Когда с ближним случается несчастие, то в душе человека закипает хищная радость, – это уже прямо от своего лица Достоевский настойчиво повторяет чуть не в каждом романе.
«Странное внутреннее ощущение довольства всегда замечается даже в самых близких людях при внезапном несчастии с их ближним; несмотря даже на самое искреннее чувство сожаления и участия» («Преступление и наказание»). «Вообще в каждом несчастии ближнего есть всегда нечто веселящее посторонний глаз, – и даже кто бы вы ни были» («Бесы»). «Я был потрясен даже до того, что обыкновенное человеческое чувство некоторого удовольствия при чужом несчастии, т. е. когда кто сломает ногу, потеряет честь, лишится любимого существа и пр. – даже обыкновенное это чувство подлого удовлетворения бесследно уступило во мне горю» («Подросток»).

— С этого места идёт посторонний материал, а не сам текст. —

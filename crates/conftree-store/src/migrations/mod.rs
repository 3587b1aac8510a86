//! Migration framework
//!
//! Provides:
//! - Migration runner with checksums
//! - Idempotent application
//! - Embedded SQL migrations

mod checksums;
mod embedded;
mod runner;

pub use runner::apply_migrations;
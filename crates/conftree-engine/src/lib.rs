//! conftree engine - entry points over loaded and stored configurations
//!
//! `ConfigEnv` owns the registry of loaded configurations and the settings
//! they are handled with. Its methods are the operation boundary: each one
//! logs start/end through the core logging facility and tags errors with
//! the configuration name and a request id.

pub mod env;
pub mod settings;

pub use env::ConfigEnv;
pub use settings::{EngineSettings, LoggingSettings, StoreSettings};
/// Apply `batch` to the configuration it names inside `store`
///
/// With `atomic` set, a failing event rolls back every earlier write of the
/// batch. Without it, events applied before the failure stay, the header
/// row is bumped for them, and the failure is returned.
///
/// # Errors
///
/// Batch validation errors, `NotFound` when the configuration or a target
/// row is missing, `IncompatibleVersion` when the stored configuration is in
/// another major line, `StaleVersion` when a row moved past the event's
/// pre-version, and `AlreadyExists`/`InvalidNodeKind` for events that do not
/// fit what is stored.
pub fn apply_batch<S: NodeStore + ?Sized>(
    store: &mut S,
    batch: &UpdateBatch,
    options: &ApplyOptions,
) -> Result<StoreApplyOutcome> {
    let validated = validate_batch(batch).map_err(|e| domain(OP, e))?;
    let header = validated.header;
    let path = StorePath::new(
        &header.group,
        &header.application,
        &header.config_name,
        validated.pre_version.major(),
    )?;

    let header_row = store
        .read(path.header_key())?
        .filter(StoredNode::is_live)
        .ok_or_else(|| not_found(OP, path.header_key()).with_config_name(&header.config_name))?;
    let stored_version: Version = header_row.version.parse().map_err(|e| domain(OP, e))?;
    if !stored_version.is_compatible(&validated.pre_version) {
        return Err(domain(
            OP,
            ConfigError::IncompatibleVersion {
                pre_version: stored_version.to_string(),
                updated_version: header.pre_version.clone(),
            },
        ));
    }
    let stored_header = StoredHeader::decode(&header_row)?;

    let target = Target {
        path: &path,
        root: &stored_header.root,
        header,
        options,
    };

    if options.atomic {
        store.begin()?;
    }
    let (applied, failure) = apply_events(store, &target, &validated);

    let result = match failure {
        Some(err) if options.atomic => Err(err),
        failure => {
            let bumped = if applied > 0 {
                bump_header(store, header_row, stored_header, stored_version, header)
            } else {
                Ok(stored_version)
            };
            match (bumped, failure) {
                (Ok(_), Some(err)) | (Err(err), _) => Err(err),
                (Ok(version), None) => Ok(StoreApplyOutcome { applied, version }),
            }
        }
    };

    if options.atomic {
        match &result {
            Ok(_) => store.commit()?,
            Err(_) => {
                if let Err(rollback) = store.rollback() {
                    tracing::warn!(error = %rollback, "rollback failed");
                }
            }
        }
    }

    result.map_err(|e| e.with_config_name(&header.config_name))
}
use chrono::{TimeZone, Utc};
use conftree_core::{
    Configuration, ConfigurationHeader, EventType, ModifiedBy, SyncMode, TreeBuilder,
    UpdateEvent, UpdateHeader, Version,
};

/// Header fields shared by every fixture configuration
#[allow(dead_code)]
pub fn header(version: Version) -> ConfigurationHeader {
    let at = Utc.with_ymd_and_hms(2024, 1, 1, 0, 0, 0).unwrap();
    ConfigurationHeader {
        id: "cfg-0001".to_string(),
        application_group: "G".to_string(),
        application: "A".to_string(),
        name: "cfg".to_string(),
        description: "fixture configuration".to_string(),
        version: Some(version),
        created_by: Some(ModifiedBy::new("loader", at)),
        updated_by: Some(ModifiedBy::new("loader", at)),
        sync_mode: SyncMode::Events,
    }
}

/// Loaded configuration:
///
/// ```text
/// cfg                       properties {region: eu, host: global}
/// ├── db                    properties {host: h1}  parameters {pool: 4}
/// │   ├── host = "db.local"
/// │   └── ports = ["5432", "5433"]
/// └── servers (elements)
///     ├── a   port = "80"   attributes {role: primary}
///     └── b   port = "81"
/// ```
#[allow(dead_code)]
pub fn sample_configuration() -> Configuration {
    let mut b = TreeBuilder::new("cfg").unwrap();
    let root = b.root();
    b.property(root, "region", "eu").unwrap();
    b.property(root, "host", "global").unwrap();

    let db = b.path(root, "db").unwrap();
    b.property(db, "host", "h1").unwrap();
    b.parameter(db, "pool", "4").unwrap();
    b.value(db, "host", "db.local").unwrap();
    b.values(db, "ports", ["5432", "5433"]).unwrap();

    let servers = b.elements(root, "servers").unwrap();
    let a = b.element(servers, "a").unwrap();
    b.value(a, "port", "80").unwrap();
    b.attribute(a, "role", "primary").unwrap();
    let s_b = b.element(servers, "b").unwrap();
    b.value(s_b, "port", "81").unwrap();

    let mut config = b.header(header(Version::new(1, 0))).build();
    config.validate().unwrap();
    config.loaded().unwrap();
    config
}

/// Batch header addressing `sample_configuration`
#[allow(dead_code)]
pub fn update_header(pre: &str, updated: &str) -> UpdateHeader {
    UpdateHeader {
        config_name: "cfg".to_string(),
        group: "G".to_string(),
        application: "A".to_string(),
        pre_version: pre.to_string(),
        updated_version: updated.to_string(),
        transaction_id: "tx-0001".to_string(),
        timestamp: Utc.with_ymd_and_hms(2024, 2, 1, 12, 0, 0).unwrap(),
        owner: Some("operator".to_string()),
    }
}

#[allow(dead_code)]
pub fn event(header: &UpdateHeader, event_type: EventType, path: &str) -> UpdateEvent {
    UpdateEvent::new(header, event_type, path)
}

Поистине, человек – это прирожденный дьявол. «Сатана sum et nihil humanum a me alienum puto», – заявляет черт Ивану Карамазову. Я – сатана, и ничто человеческое мне не чуждо. Говорит он это по поводу полученного им ревматизма. Но не только подверженность ревматизму, – в человеке вообще нет ничего, что было бы чуждо дьяволу. «Я думаю, – говорит Иван, – что, если дьявол не существует, и, стало быть, создал его человек, то создал он его по своему образу и подобию».
В человеке живет инстинктивная, непреодолимая ненависть и отвращение к гармонии, его тянет к разрушению, к хаосу.

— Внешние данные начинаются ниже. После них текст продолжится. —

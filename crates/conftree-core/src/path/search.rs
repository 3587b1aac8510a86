use super::parser::{ConfigPath, Marker, Segment};
use crate::model::{ConfigTree, NodeId, NodeKind};
use crate::properties::resolved_properties;

/// One-off value produced by a key lookup; not part of the tree
#[derive(Debug, Clone, PartialEq, Eq)]
pub struct SyntheticValue {
    pub name: String,
    pub value: String,
}

/// Outcome of a path search
#[derive(Debug, Clone, PartialEq, Eq)]
pub enum SearchResult {
    Node(NodeId),
    Value(SyntheticValue),
    Many(SearchResultNode),
}

impl SearchResult {
    pub fn as_node(&self) -> Option<NodeId> {
        match self {
            SearchResult::Node(id) => Some(*id),
            _ => None,
        }
    }

    /// Scalar behind a single result: a value node or a synthetic value
    pub fn value<'a>(&'a self, tree: &'a ConfigTree) -> Option<&'a str> {
        match self {
            SearchResult::Node(id) => tree.node(*id).and_then(|n| n.value()),
            SearchResult::Value(v) => Some(&v.value),
            SearchResult::Many(_) => None,
        }
    }

    /// Every scalar reachable from this result, in match order
    pub fn values<'a>(&'a self, tree: &'a ConfigTree) -> Vec<&'a str> {
        match self {
            SearchResult::Many(many) => many.iter().filter_map(|r| r.value(tree)).collect(),
            single => single.value(tree).into_iter().collect(),
        }
    }

    pub fn len(&self) -> usize {
        match self {
            SearchResult::Many(many) => many.len(),
            _ => 1,
        }
    }

    pub fn is_empty(&self) -> bool {
        self.len() == 0
    }

    pub fn is_many(&self) -> bool {
        matches!(self, SearchResult::Many(_))
    }
}

/// Transient wrapper around two or more matches of a wildcard query
///
/// Never stored in a tree and never versioned. Always flat: it does not
/// contain further `Many` results.
#[derive(Debug, Clone, PartialEq, Eq, Default)]
pub struct SearchResultNode {
    results: Vec<SearchResult>,
}

impl SearchResultNode {
    pub fn results(&self) -> &[SearchResult] {
        &self.results
    }

    pub fn iter(&self) -> impl Iterator<Item = &SearchResult> {
        self.results.iter()
    }

    pub fn len(&self) -> usize {
        self.results.len()
    }

    pub fn is_empty(&self) -> bool {
        self.results.is_empty()
    }

    pub fn nodes(&self) -> Vec<NodeId> {
        self.results.iter().filter_map(SearchResult::as_node).collect()
    }

    /// Re-apply `path` to every contained node and collapse the matches
    pub fn find(&self, tree: &ConfigTree, path: &ConfigPath) -> Option<SearchResult> {
        collapse(
            self.nodes()
                .into_iter()
                .filter_map(|id| find(tree, id, path))
                .collect(),
        )
    }
}

impl IntoIterator for SearchResultNode {
    type Item = SearchResult;
    type IntoIter = std::vec::IntoIter<SearchResult>;

    fn into_iter(self) -> Self::IntoIter {
        self.results.into_iter()
    }
}

/// 0 matches → `None`, 1 → that match, 2 or more → `Many` (flattened)
pub fn collapse(matches: Vec<SearchResult>) -> Option<SearchResult> {
    let mut flat = Vec::with_capacity(matches.len());
    for m in matches {
        match m {
            SearchResult::Many(many) => flat.extend(many.results),
            single => flat.push(single),
        }
    }
    match flat.len() {
        0 => None,
        1 => flat.pop(),
        _ => Some(SearchResult::Many(SearchResultNode { results: flat })),
    }
}

/// Search from `start`; the first path segment must match `start` itself
///
/// Absence is `None`, never an error.
pub fn find(tree: &ConfigTree, start: NodeId, path: &ConfigPath) -> Option<SearchResult> {
    find_from(tree, start, path.segments(), 0)
}

/// Resolve `segments[index..]` with `segments[index]` matched against `node`
pub fn find_from(
    tree: &ConfigTree,
    node: NodeId,
    segments: &[Segment],
    index: usize,
) -> Option<SearchResult> {
    let segment = segments.get(index)?;
    let current = tree.node(node)?;
    if !segment.matches(current.name()) {
        return None;
    }

    if let Segment::Marked { marker, key, .. } = segment {
        return resolve_marker(tree, node, *marker, key.as_deref(), segments, index);
    }

    if index + 1 == segments.len() {
        return Some(SearchResult::Node(node));
    }
    descend(tree, node, segments, index + 1)
}

/// Resolve `segments[next]` among the children of `node`
fn descend(
    tree: &ConfigTree,
    node: NodeId,
    segments: &[Segment],
    next: usize,
) -> Option<SearchResult> {
    let current = tree.node(node)?;
    let segment = segments.get(next)?;
    let is_last = next + 1 == segments.len();

    if let NodeKind::KeyValue { entries, .. } = current.kind() {
        // Entries are leaves: only a final segment can address them
        if !is_last {
            return None;
        }
        return match segment {
            Segment::Name(key) => entries.get(key).map(|value| synthetic(key, value)),
            Segment::Wildcard => collapse(
                entries
                    .iter()
                    .map(|(key, value)| synthetic(key, value))
                    .collect(),
            ),
            Segment::Marked { .. } => None,
        };
    }

    match segment {
        Segment::Wildcard => collapse(
            tree.children(node)
                .into_iter()
                .filter_map(|child| find_from(tree, child, segments, next))
                .collect(),
        ),
        Segment::Name(name) => {
            let child = tree.child(node, name)?;
            find_from(tree, child, segments, next)
        }
        Segment::Marked { name, marker, key } => match tree.child(node, name) {
            Some(child) => find_from(tree, child, segments, next),
            // `$` falls back to the scope of the enclosing node
            None if *marker == Marker::Properties && is_last && current.is_path() => key
                .as_deref()
                .and_then(|k| {
                    resolved_properties(tree, node)
                        .get(k)
                        .map(|value| synthetic(k, value))
                }),
            None => None,
        },
    }
}

/// `node` matched `name<marker>[key]`
fn resolve_marker(
    tree: &ConfigTree,
    node: NodeId,
    marker: Marker,
    key: Option<&str>,
    segments: &[Segment],
    index: usize,
) -> Option<SearchResult> {
    let is_last = index + 1 == segments.len();
    let owner = tree.enclosing_path_node(node)?;

    match key {
        Some(key) if is_last => match marker {
            Marker::Properties => resolved_properties(tree, node)
                .get(key)
                .map(|value| synthetic(key, value)),
            Marker::Parameters | Marker::Attributes => {
                if owner != node {
                    return None;
                }
                let reserved = tree.reserved(node, marker.kind())?;
                tree.get_value(reserved, key).map(|value| synthetic(key, value))
            }
        },
        // A keyed lookup yields a scalar, which has no children
        Some(_) => None,
        None => {
            if owner != node {
                return None;
            }
            let reserved = tree.reserved(node, marker.kind())?;
            if is_last {
                Some(SearchResult::Node(reserved))
            } else {
                descend(tree, reserved, segments, index + 1)
            }
        }
    }
}

fn synthetic(name: &str, value: &str) -> SearchResult {
    SearchResult::Value(SyntheticValue {
        name: name.to_string(),
        value: value.to_string(),
    })
}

«Как я донес букет, не понимаю, – сказал Версилов. – Мне раза три дорогой хотелось бросить его на снег и растоптать ногой… Ужасно хотелось. Пожалей меня, Соня, и мою бедную голову. А хотелось потому, что слишком красив. Что красивее цветка на свете из предметов? Я его несу, а тут снег и мороз. Я, впрочем, не про то: просто хотелось измять его, потому что хорош».
В душе человеческой лежит дьявол. Великое счастье для жизни, что его удерживает в душевных глубинах тяжелая крышка, которой название – бог.
Федор Павлович Карамазов либеральничает:
«Взять бы всю эту мистику (монастыри), да разом по всей русской земле и упразднить… Чтоб истина скорее воссияла».
Иван возражает:
«Да ведь коль эта истина воссияет, так вас же первого сначала ограбят, а потом… упразднят».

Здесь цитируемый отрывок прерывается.